» **MATERIAL PROVIDED**:
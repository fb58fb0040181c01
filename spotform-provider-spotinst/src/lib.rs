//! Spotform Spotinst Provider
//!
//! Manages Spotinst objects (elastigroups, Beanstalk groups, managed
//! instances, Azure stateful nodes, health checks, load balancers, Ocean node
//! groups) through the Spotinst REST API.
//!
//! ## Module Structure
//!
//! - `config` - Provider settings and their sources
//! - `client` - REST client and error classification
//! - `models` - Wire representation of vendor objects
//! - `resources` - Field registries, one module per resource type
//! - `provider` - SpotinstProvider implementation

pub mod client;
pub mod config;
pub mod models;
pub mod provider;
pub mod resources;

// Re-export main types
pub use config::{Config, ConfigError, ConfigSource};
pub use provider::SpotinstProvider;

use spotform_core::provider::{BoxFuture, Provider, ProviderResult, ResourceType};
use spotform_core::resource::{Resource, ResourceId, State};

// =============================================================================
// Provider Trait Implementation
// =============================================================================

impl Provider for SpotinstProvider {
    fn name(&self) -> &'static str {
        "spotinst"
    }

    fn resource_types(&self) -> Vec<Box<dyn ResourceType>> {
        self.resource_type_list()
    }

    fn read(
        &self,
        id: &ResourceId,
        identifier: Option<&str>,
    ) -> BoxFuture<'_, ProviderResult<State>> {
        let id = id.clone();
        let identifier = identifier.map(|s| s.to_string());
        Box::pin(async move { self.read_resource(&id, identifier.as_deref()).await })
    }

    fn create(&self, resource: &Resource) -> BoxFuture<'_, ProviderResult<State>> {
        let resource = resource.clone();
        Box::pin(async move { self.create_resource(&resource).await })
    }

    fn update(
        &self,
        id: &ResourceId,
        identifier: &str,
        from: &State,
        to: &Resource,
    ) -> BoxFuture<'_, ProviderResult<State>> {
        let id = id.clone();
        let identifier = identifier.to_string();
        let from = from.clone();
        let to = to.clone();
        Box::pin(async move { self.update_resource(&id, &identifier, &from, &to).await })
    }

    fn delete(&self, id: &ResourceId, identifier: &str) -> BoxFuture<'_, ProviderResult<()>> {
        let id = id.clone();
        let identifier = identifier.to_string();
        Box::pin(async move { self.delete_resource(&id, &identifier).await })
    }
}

» **WHAT IS BEING ASKED**:
Lines from the beginning of the data above through the line containing "Provider Trait Implementation" are to be returned exactly, and no others.

» **SOLVED EXERCISE**:
repository fb58fb0040181c01
filename spotform-provider-spotinst/src/lib.rs
//! Spotform Spotinst Provider
//!
//! Manages Spotinst objects (elastigroups, Beanstalk groups, managed
//! instances, Azure stateful nodes, health checks, load balancers, Ocean node
//! groups) through the Spotinst REST API.
//!
//! ## Module Structure
//!
//! - `config` - Provider settings and their sources
//! - `client` - REST client and error classification
//! - `models` - Wire representation of vendor objects
//! - `resources` - Field registries, one module per resource type
//! - `provider` - SpotinstProvider implementation

pub mod client;
pub mod config;
pub mod models;
pub mod provider;
pub mod resources;

// Re-export main types
pub use config::{Config, ConfigError, ConfigSource};
pub use provider::SpotinstProvider;

use spotform_core::provider::{BoxFuture, Provider, ProviderResult, ResourceType};
use spotform_core::resource::{Resource, ResourceId, State};

// =============================================================================
// Provider Trait Implementation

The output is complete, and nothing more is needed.